» **ABOUT THIS TASK**
Wherever a line in the records below contains "started", copy that line.

» **DATA SUPPLIED**
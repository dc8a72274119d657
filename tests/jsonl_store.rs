mod support;

use std::sync::Arc;

use anyhow::Result;
use currency_rates::market_data::{InstrumentClass, JsonlRateStore, RateStore, StoredRate};
use support::{at, rates};
use tempfile::TempDir;

fn read_rows(store: &JsonlRateStore, class: InstrumentClass) -> Result<Vec<StoredRate>> {
    let contents = std::fs::read_to_string(store.class_file(class))?;
    contents
        .lines()
        .filter(|line| !line.trim().is_empty())
        .map(|line| serde_json::from_str::<StoredRate>(line).map_err(anyhow::Error::from))
        .collect()
}

#[tokio::test]
async fn missing_directory_reads_empty() -> Result<()> {
    let dir = TempDir::new()?;
    let store = JsonlRateStore::new(dir.path().join("not-created-yet"));

    assert!(store.read_latest(InstrumentClass::Fiat).await?.is_empty());
    assert!(store.read_latest(InstrumentClass::Crypto).await?.is_empty());

    Ok(())
}

#[tokio::test]
async fn same_timestamp_prefers_later_batch() -> Result<()> {
    let dir = TempDir::new()?;
    let store = JsonlRateStore::new(dir.path());

    store
        .append(InstrumentClass::Crypto, &rates(&[("BTC", 65000.0)]), at(9, 0))
        .await?;
    store
        .append(InstrumentClass::Crypto, &rates(&[("BTC", 65100.0)]), at(9, 0))
        .await?;

    let latest = store.read_latest(InstrumentClass::Crypto).await?;
    assert_eq!(latest.len(), 1);
    assert_eq!(latest[0].value, 65100.0);

    Ok(())
}

#[tokio::test]
async fn older_timestamp_written_later_does_not_win() -> Result<()> {
    let dir = TempDir::new()?;
    let store = JsonlRateStore::new(dir.path());

    store
        .append(InstrumentClass::Fiat, &rates(&[("USD", 41.0)]), at(10, 0))
        .await?;
    store
        .append(InstrumentClass::Fiat, &rates(&[("USD", 39.0)]), at(9, 0))
        .await?;

    let latest = store.read_latest(InstrumentClass::Fiat).await?;
    assert_eq!(latest[0].value, 41.0);
    assert_eq!(read_rows(&store, InstrumentClass::Fiat)?.len(), 2);

    Ok(())
}

#[tokio::test]
async fn concurrent_appends_keep_batches_whole() -> Result<()> {
    let dir = TempDir::new()?;
    let store = Arc::new(JsonlRateStore::new(dir.path()));

    let mut handles = Vec::new();
    for batch in 0..8u32 {
        let store = store.clone();
        handles.push(tokio::spawn(async move {
            let batch_rates = rates(&[("AAA", batch as f64), ("BBB", batch as f64)]);
            store
                .append(InstrumentClass::Fiat, &batch_rates, at(11, batch))
                .await
        }));
    }
    for handle in handles {
        handle.await??;
    }

    let rows = read_rows(&store, InstrumentClass::Fiat)?;
    assert_eq!(rows.len(), 16);
    for pair in rows.chunks(2) {
        assert_eq!(pair[0].symbol, "AAA");
        assert_eq!(pair[1].symbol, "BBB");
        assert_eq!(pair[0].observed_at, pair[1].observed_at);
    }

    let latest = store.read_latest(InstrumentClass::Fiat).await?;
    assert_eq!(latest.len(), 2);
    assert!(latest.iter().all(|row| row.value == 7.0));

    Ok(())
}
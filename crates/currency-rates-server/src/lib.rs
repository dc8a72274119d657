//! HTTP surface for the rate aggregator.
//!
//! `GET /currency-rates` runs one aggregation cycle per request and always answers 200;
//! upstream or storage trouble only shrinks the lists.

use std::sync::Arc;
use std::time::Instant;

use axum::extract::{Request, State};
use axum::http::HeaderValue;
use axum::middleware::{self, Next};
use axum::response::Response;
use axum::routing::get;
use axum::{Json, Router};
use currency_rates::market_data::{RateAggregator, RatesSnapshot};
use tower_http::trace::TraceLayer;
use tracing::{info, info_span, Instrument};
use uuid::Uuid;

pub const REQUEST_ID_HEADER: &str = "x-request-id";

#[derive(Clone)]
pub struct AppState {
    aggregator: Arc<RateAggregator>,
}

impl AppState {
    pub fn new(aggregator: RateAggregator) -> Self {
        Self {
            aggregator: Arc::new(aggregator),
        }
    }
}

pub fn router(state: AppState) -> Router {
    Router::new()
        .route("/currency-rates", get(currency_rates))
        .layer(middleware::from_fn(request_id))
        .layer(TraceLayer::new_for_http())
        .with_state(state)
}

async fn currency_rates(State(state): State<AppState>) -> Json<RatesSnapshot> {
    let started = Instant::now();
    let snapshot = state.aggregator.current_rates().await;
    info!(
        fiat = snapshot.fiat.len(),
        crypto = snapshot.crypto.len(),
        took_ms = started.elapsed().as_millis() as u64,
        "served currency rates"
    );
    Json(snapshot)
}

/// Reuse a non-blank incoming `X-Request-ID` or mint a UUIDv4, expose it on both the request
/// and the response, and run the rest of the stack inside a span carrying it.
pub async fn request_id(mut request: Request, next: Next) -> Response {
    let id = match request.headers().get(REQUEST_ID_HEADER) {
        Some(value) if value.to_str().is_ok_and(|s| !s.trim().is_empty()) => value.clone(),
        _ => HeaderValue::from_str(&Uuid::new_v4().to_string())
            .unwrap_or_else(|_| HeaderValue::from_static("unknown")),
    };
    request.headers_mut().insert(REQUEST_ID_HEADER, id.clone());

    let span = info_span!(
        "request",
        request_id = id.to_str().unwrap_or_default(),
        method = %request.method(),
        path = %request.uri().path(),
    );
    let mut response = next.run(request).instrument(span).await;
    response.headers_mut().insert(REQUEST_ID_HEADER, id);
    response
}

» **OUTPUT OF THE TASK**
    let started = Instant::now();
        took_ms = started.elapsed().as_millis() as u64,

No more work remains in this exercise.